━━━ MATERIAL FOR THIS TASK ━━━

use async_trait::async_trait;
use dhivehi_translator::extractor::index_annotated;
use dhivehi_translator::translation::translate_page;
use dhivehi_translator::{
    dom, extract_with_options, Error, Gateway, Options, Result, Translator, TRANSLATE_ID_ATTR,
};

const PAGE: &str = r#"
<html>
  <head><title>ދިވެހި ބަސް</title></head>
  <body>
    <nav><a href="/">މައި ޞަފްޙާ</a></nav>
    <div id="mw-content-text">
      <h1>ދިވެހި ބަސް</h1>
      <p>ދިވެހި ބަހަކީ ދިވެހިރާއްޖޭގެ ރަސްމީ ބަހެވެ.</p>
      <p>Mixed <b>inline</b> markup is not annotated</p>
      <ul><li>ފުރަތަމަ</li><li>FAIL ދެވަނަ</li></ul>
    </div>
    <button>ފޮނުވާ</button>
  </body>
</html>
"#;

struct Echo;

#[async_trait]
impl Translator for Echo {
    async fn translate(&self, text: &str, _source: Option<&str>, target: &str) -> Result<String> {
        if text.starts_with("FAIL") {
            return Err(Error::Timeout);
        }
        Ok(format!("<{target}> {text}"))
    }
}

fn preserve() -> Options {
    Options {
        preserve_structure: true,
        ..Options::default()
    }
}

#[test]
fn annotation_covers_whole_document() {
    let page = extract_with_options(PAGE, &preserve());
    let Some(annotated) = page.annotated else {
        panic!("expected annotated html");
    };

    let tags: Vec<&str> = annotated.elements.iter().map(|e| e.tag.as_str()).collect();
    assert_eq!(tags, vec!["a", "h1", "p", "li", "li", "button"]);
    assert_eq!(annotated.elements[0].text, "މައި ޞަފްޙާ");

    // the nav link is annotated but never a paragraph
    assert!(!page.paragraphs.iter().any(|p| p.contains("މައި")));
}

#[test]
fn every_id_appears_exactly_once() {
    let page = extract_with_options(PAGE, &preserve());
    let Some(annotated) = page.annotated else {
        panic!("expected annotated html");
    };

    assert_eq!(
        annotated.html.matches(TRANSLATE_ID_ATTR).count(),
        annotated.elements.len()
    );
    for element in &annotated.elements {
        assert!(element.id.starts_with("translate-"));
        assert_eq!(annotated.html.matches(element.id.as_str()).count(), 1);
    }
}

#[test]
fn ids_differ_between_runs() {
    let first = extract_with_options(PAGE, &preserve()).annotated;
    let second = extract_with_options(PAGE, &preserve()).annotated;
    let (Some(first), Some(second)) = (first, second) else {
        panic!("expected annotated html");
    };
    assert_ne!(first.elements[0].id, second.elements[0].id);
}

#[tokio::test]
async fn translated_html_carries_each_translation() {
    let page = extract_with_options(PAGE, &preserve());
    let gateway = Gateway::new(Echo);

    let content = translate_page(&gateway, &page, "dv", "en").await;
    let Some(html) = content.html else {
        panic!("expected translated html");
    };

    let Some(annotated) = &page.annotated else {
        panic!("expected annotated html");
    };
    let ids: Vec<&str> = html.elements.iter().map(|e| e.id.as_str()).collect();
    let source_ids: Vec<&str> = annotated.elements.iter().map(|e| e.id.as_str()).collect();
    assert_eq!(ids, source_ids);

    let doc = dom::parse(&html.html);
    let index = index_annotated(&doc);
    assert_eq!(index.len(), html.elements.len());
    for element in &html.elements {
        let Some(node) = index.get(&element.id) else {
            panic!("{} missing from translated html", element.id);
        };
        assert_eq!(node.text().to_string(), element.translated.rendered());
    }

    // translated text is inserted as text, not markup
    assert!(doc.select("en").is_empty());

    let failed: Vec<&str> = html
        .elements
        .iter()
        .filter(|e| e.translated.is_failed())
        .map(|e| e.original.as_str())
        .collect();
    assert_eq!(failed, vec!["FAIL ދެވަނަ"]);
}

#[tokio::test]
async fn page_without_structure_has_no_html() {
    let page = extract_with_options(PAGE, &Options::default());
    let content = translate_page(&Gateway::new(Echo), &page, "dv", "en").await;
    assert!(content.html.is_none());
    assert_eq!(content.paragraphs.len(), page.paragraphs.len());
}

━━━

■ WHAT YOU ARE ASKED TO DO
Tell me how many lines in the records above include the word "content"; the number is all that is needed.

■ RESULT OF THIS TASK
6